When Frau Helena went upstairs, she found her guest--who had like herself only closed his eyes a short time before--fast asleep, and so she sat by his bedside contemplating the good innocent countenance that beamed with hope and happiness even in its sleep. But as still he did not wake, she called him by his name. At that he started, and in his confusion could find no words, especially as he did not know what she would say to his letter. But though her face remained grave, her words at once gave him comfort and confidence. "Dear son," said she, "you must not remain here any longer. After what you have written to my child, it would not be fitting that I should persuade you to go on accepting our well-meant though poor hospitality. As soon as you are ready to set out we must part, and Valentin will let you out at the garden door, from whence you must make your way to the 'Stork,' and there get your horse, explaining your long absence in the most credible way you can. And further I must insist that you do not before your departure say a word to my daughter that might not be spoken to a stranger. She loves you dearly, and I may truly say that I could wish nothing more than to have so worthy a son, since my own son," and here she sighed from the depths of her heart, "is alas! lost to me, as I shall tell you later. But I do not choose your parents to think that after nursing you here we have taken advantage of your gratitude to procure a husband for my daughter; and you yourself, when you go off and mix with the world again, may wonder at the especial charm you found in my simple child, when she was your only companion. Therefore you must part without one binding word on either side, and thus my child, too, will have time to examine her young heart, and to find out whether compassion and the interest of an adventure may not have produced an illusory belief that you are her Heaven-appointed bridegroom.
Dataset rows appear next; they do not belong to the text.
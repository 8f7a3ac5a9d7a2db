// SPDX-License-Identifier: Apache-2.0
// Copyright (c) 2025 Polyframe Inc.

//! Geometric value types
//!
//! Points, vectors, quaternions and matrices are the `nalgebra` types; the
//! composite shapes below are small `Copy` structs whose constructors keep
//! their invariants (unit directions, non-negative radii).

use super::bbox::{BoundingBox, Box3};
use nalgebra::{SVector, Unit};
use serde::{Deserialize, Serialize};
use std::cmp::Ordering;

pub type Point2 = nalgebra::Point2<f64>;
pub type Point3 = nalgebra::Point3<f64>;
pub type Vector2 = nalgebra::Vector2<f64>;
pub type Vector3 = nalgebra::Vector3<f64>;
pub type Vector4 = nalgebra::Vector4<f64>;
pub type Quaternion = nalgebra::UnitQuaternion<f64>;
pub type Matrix3 = nalgebra::Matrix3<f64>;
pub type Matrix4 = nalgebra::Matrix4<f64>;

/// Lexicographic order on points, the order used for sorting and dedup.
pub fn lex_cmp<const D: usize>(a: &nalgebra::Point<f64, D>, b: &nalgebra::Point<f64, D>) -> Ordering {
    for i in 0..D {
        match a[i].partial_cmp(&b[i]) {
            Some(Ordering::Equal) | None => continue,
            Some(order) => return order,
        }
    }
    Ordering::Equal
}

/// Line segment between two points
#[derive(Debug, Clone, Copy, PartialEq)]
pub struct Segment<const D: usize> {
    pub a: nalgebra::Point<f64, D>,
    pub b: nalgebra::Point<f64, D>,
}

pub type Segment2 = Segment<2>;
pub type Segment3 = Segment<3>;

impl<const D: usize> Segment<D> {
    pub fn new(a: nalgebra::Point<f64, D>, b: nalgebra::Point<f64, D>) -> Self {
        Self { a, b }
    }

    pub fn direction(&self) -> SVector<f64, D> {
        self.b - self.a
    }

    pub fn length(&self) -> f64 {
        self.direction().norm()
    }

    pub fn length_squared(&self) -> f64 {
        self.direction().norm_squared()
    }

    /// A segment whose endpoints coincide has no direction.
    pub fn is_degenerate(&self) -> bool {
        self.a == self.b
    }

    /// Point at parameter `t`, with `t = 0` at `a` and `t = 1` at `b`.
    pub fn point_at(&self, t: f64) -> nalgebra::Point<f64, D> {
        self.a + self.direction() * t
    }

    pub fn midpoint(&self) -> nalgebra::Point<f64, D> {
        nalgebra::center(&self.a, &self.b)
    }

    pub fn reversed(&self) -> Self {
        Self::new(self.b, self.a)
    }

    pub fn bounding_box(&self) -> BoundingBox<D> {
        BoundingBox::from_points([self.a, self.b])
    }
}

/// Infinite line through `origin` along a unit `direction`
#[derive(Debug, Clone, Copy, PartialEq, Serialize, Deserialize)]
pub struct Line3 {
    pub origin: Point3,
    pub direction: Unit<Vector3>,
}

impl Line3 {
    pub fn new(origin: Point3, direction: Vector3) -> Self {
        assert!(
            direction.norm_squared() > 0.0,
            "line direction must be non-zero"
        );
        Self {
            origin,
            direction: Unit::new_normalize(direction),
        }
    }

    pub fn through(a: Point3, b: Point3) -> Self {
        Self::new(a, b - a)
    }

    pub fn point_at(&self, t: f64) -> Point3 {
        self.origin + self.direction.as_ref() * t
    }

    /// Parameter of the orthogonal projection of `p` onto the line.
    pub fn project_parameter(&self, p: &Point3) -> f64 {
        (p - self.origin).dot(&self.direction)
    }

    pub fn project(&self, p: &Point3) -> Point3 {
        self.point_at(self.project_parameter(p))
    }
}

/// Plane `normal · x = offset` with a unit normal
#[derive(Debug, Clone, Copy, PartialEq, Serialize, Deserialize)]
pub struct Plane {
    pub normal: Unit<Vector3>,
    pub offset: f64,
}

impl Plane {
    /// Plane through `point` with the given (not necessarily unit) normal.
    pub fn new(point: &Point3, normal: Vector3) -> Self {
        assert!(normal.norm_squared() > 0.0, "plane normal must be non-zero");
        let normal = Unit::new_normalize(normal);
        Self {
            offset: normal.dot(&point.coords),
            normal,
        }
    }

    pub fn from_normal_offset(normal: Vector3, offset: f64) -> Self {
        let length = normal.norm();
        assert!(length > 0.0, "plane normal must be non-zero");
        Self {
            normal: Unit::new_unchecked(normal / length),
            offset: offset / length,
        }
    }

    /// Plane through three points, oriented by the right-hand rule.
    /// Returns `None` for collinear points.
    pub fn from_points(a: &Point3, b: &Point3, c: &Point3) -> Option<Self> {
        let normal = (b - a).cross(&(c - a));
        if normal.norm_squared() == 0.0 {
            return None;
        }
        Some(Self::new(a, normal))
    }

    pub fn signed_distance(&self, p: &Point3) -> f64 {
        self.normal.dot(&p.coords) - self.offset
    }

    pub fn project(&self, p: &Point3) -> Point3 {
        p - self.normal.as_ref() * self.signed_distance(p)
    }

    /// Some point lying on the plane.
    pub fn origin(&self) -> Point3 {
        Point3::from(self.normal.as_ref() * self.offset)
    }

    pub fn flipped(&self) -> Self {
        Self {
            normal: -self.normal,
            offset: -self.offset,
        }
    }
}

/// Triangle with vertices in counter-clockwise order
#[derive(Debug, Clone, Copy, PartialEq, Serialize, Deserialize)]
pub struct Triangle3 {
    pub a: Point3,
    pub b: Point3,
    pub c: Point3,
}

impl Triangle3 {
    pub fn new(a: Point3, b: Point3, c: Point3) -> Self {
        Self { a, b, c }
    }

    pub fn vertices(&self) -> [Point3; 3] {
        [self.a, self.b, self.c]
    }

    /// Unnormalized normal, twice the area in length.
    pub fn normal(&self) -> Vector3 {
        (self.b - self.a).cross(&(self.c - self.a))
    }

    pub fn unit_normal(&self) -> Option<Unit<Vector3>> {
        Unit::try_new(self.normal(), 0.0)
    }

    pub fn area(&self) -> f64 {
        self.normal().norm() / 2.0
    }

    pub fn is_degenerate(&self) -> bool {
        self.normal().norm_squared() == 0.0
    }

    pub fn centroid(&self) -> Point3 {
        Point3::from((self.a.coords + self.b.coords + self.c.coords) / 3.0)
    }

    pub fn plane(&self) -> Option<Plane> {
        Plane::from_points(&self.a, &self.b, &self.c)
    }

    pub fn bounding_box(&self) -> Box3 {
        BoundingBox::from_points([self.a, self.b, self.c])
    }

    pub fn edges(&self) -> [Segment3; 3] {
        [
            Segment3::new(self.a, self.b),
            Segment3::new(self.b, self.c),
            Segment3::new(self.c, self.a),
        ]
    }
}

/// Solid sphere
#[derive(Debug, Clone, Copy, PartialEq, Serialize, Deserialize)]
pub struct Sphere {
    pub center: Point3,
    pub radius: f64,
}

impl Sphere {
    pub fn new(center: Point3, radius: f64) -> Self {
        assert!(radius >= 0.0, "sphere radius must be non-negative");
        Self { center, radius }
    }

    pub fn contains(&self, p: &Point3) -> bool {
        (p - self.center).norm_squared() <= self.radius * self.radius
    }

    pub fn bounding_box(&self) -> Box3 {
        let r = Vector3::repeat(self.radius);
        BoundingBox::new(self.center - r, self.center + r)
    }
}

/// Finite solid cylinder between two cap centers
#[derive(Debug, Clone, Copy, PartialEq, Serialize, Deserialize)]
pub struct Cylinder {
    pub base: Point3,
    pub top: Point3,
    pub radius: f64,
}

impl Cylinder {
    pub fn new(base: Point3, top: Point3, radius: f64) -> Self {
        assert!(radius >= 0.0, "cylinder radius must be non-negative");
        assert!(base != top, "cylinder axis must have non-zero length");
        Self { base, top, radius }
    }

    pub fn axis(&self) -> Vector3 {
        self.top - self.base
    }

    pub fn height(&self) -> f64 {
        self.axis().norm()
    }

    pub fn contains(&self, p: &Point3) -> bool {
        let axis = self.axis();
        let t = (p - self.base).dot(&axis) / axis.norm_squared();
        if !(0.0..=1.0).contains(&t) {
            return false;
        }
        let radial = (p - self.base) - axis * t;
        radial.norm_squared() <= self.radius * self.radius
    }
}

#[cfg(test)]
mod tests {
    use super::*;

    #[test]
    fn test_lex_cmp() {
        let a = Point3::new(0.0, 1.0, 2.0);
        let b = Point3::new(0.0, 1.0, 3.0);
        let c = Point3::new(-1.0, 5.0, 5.0);
        assert_eq!(lex_cmp(&a, &b), Ordering::Less);
        assert_eq!(lex_cmp(&b, &a), Ordering::Greater);
        assert_eq!(lex_cmp(&c, &a), Ordering::Less);
        assert_eq!(lex_cmp(&a, &a), Ordering::Equal);
    }

    #[test]
    fn test_plane_from_points() {
        let plane = Plane::from_points(
            &Point3::new(0.0, 0.0, 1.0),
            &Point3::new(1.0, 0.0, 1.0),
            &Point3::new(0.0, 1.0, 1.0),
        )
        .unwrap();
        assert_eq!(plane.normal.into_inner(), Vector3::z());
        assert_eq!(plane.offset, 1.0);
        assert_eq!(plane.signed_distance(&Point3::new(3.0, 4.0, 3.0)), 2.0);
        assert!(Plane::from_points(&Point3::origin(), &Point3::origin(), &Point3::origin()).is_none());
    }

    #[test]
    fn test_cylinder_contains() {
        let cylinder = Cylinder::new(Point3::origin(), Point3::new(0.0, 0.0, 2.0), 1.0);
        assert!(cylinder.contains(&Point3::new(0.5, 0.0, 1.0)));
        assert!(!cylinder.contains(&Point3::new(0.5, 0.0, 2.5)));
        assert!(!cylinder.contains(&Point3::new(1.5, 0.0, 1.0)));
    }

    #[test]
    fn test_triangle_area() {
        let tri = Triangle3::new(
            Point3::origin(),
            Point3::new(2.0, 0.0, 0.0),
            Point3::new(0.0, 2.0, 0.0),
        );
        assert_eq!(tri.area(), 2.0);
        assert!(!tri.is_degenerate());
    }
}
If when you have spoken to your parents and obtained their consent you are still of the same mind as now, you can let us know by letter or in person, and God will then give his blessing if this marriage be really made in Heaven. And now, dear son, I leave you, and shall expect you at breakfast, for you shall not leave my house fasting and unrefreshed, although I must still impose abstinence upon your yearning heart."
She rose and pressed a mother's kiss on the brow of the youth, who had listened in speechless rapture. But if he drew from this token of affection any hope that she would not be so stern as to prevent him pressing his loved maiden to his heart once at least before they parted, he did not know the strong character of this mother, in whose nature severity and tenderness were strangely blended. The farewell had to take place exactly in the manner prescribed, and if Lisabethli had not in reaching out her hand given him a look that was one long confession of the deepest love and fidelity, he might have gone away, not in joyous hope, but in uncertainty as to whether or not he had found a heart that was his for life and death. He left a ring on the table of his room, wrapped in paper, with just one line to the mother. "Will you keep this token for me till you allow me to offer it to your child." As to Valentin and Donate, he rewarded their care so liberally that in their amazement they came to tell Frau Helena that Herr Kurt must surely have made some mistake. But when they saw the traces of tears in Lisabethli's eyes, they silently went their way, and began to put many things together.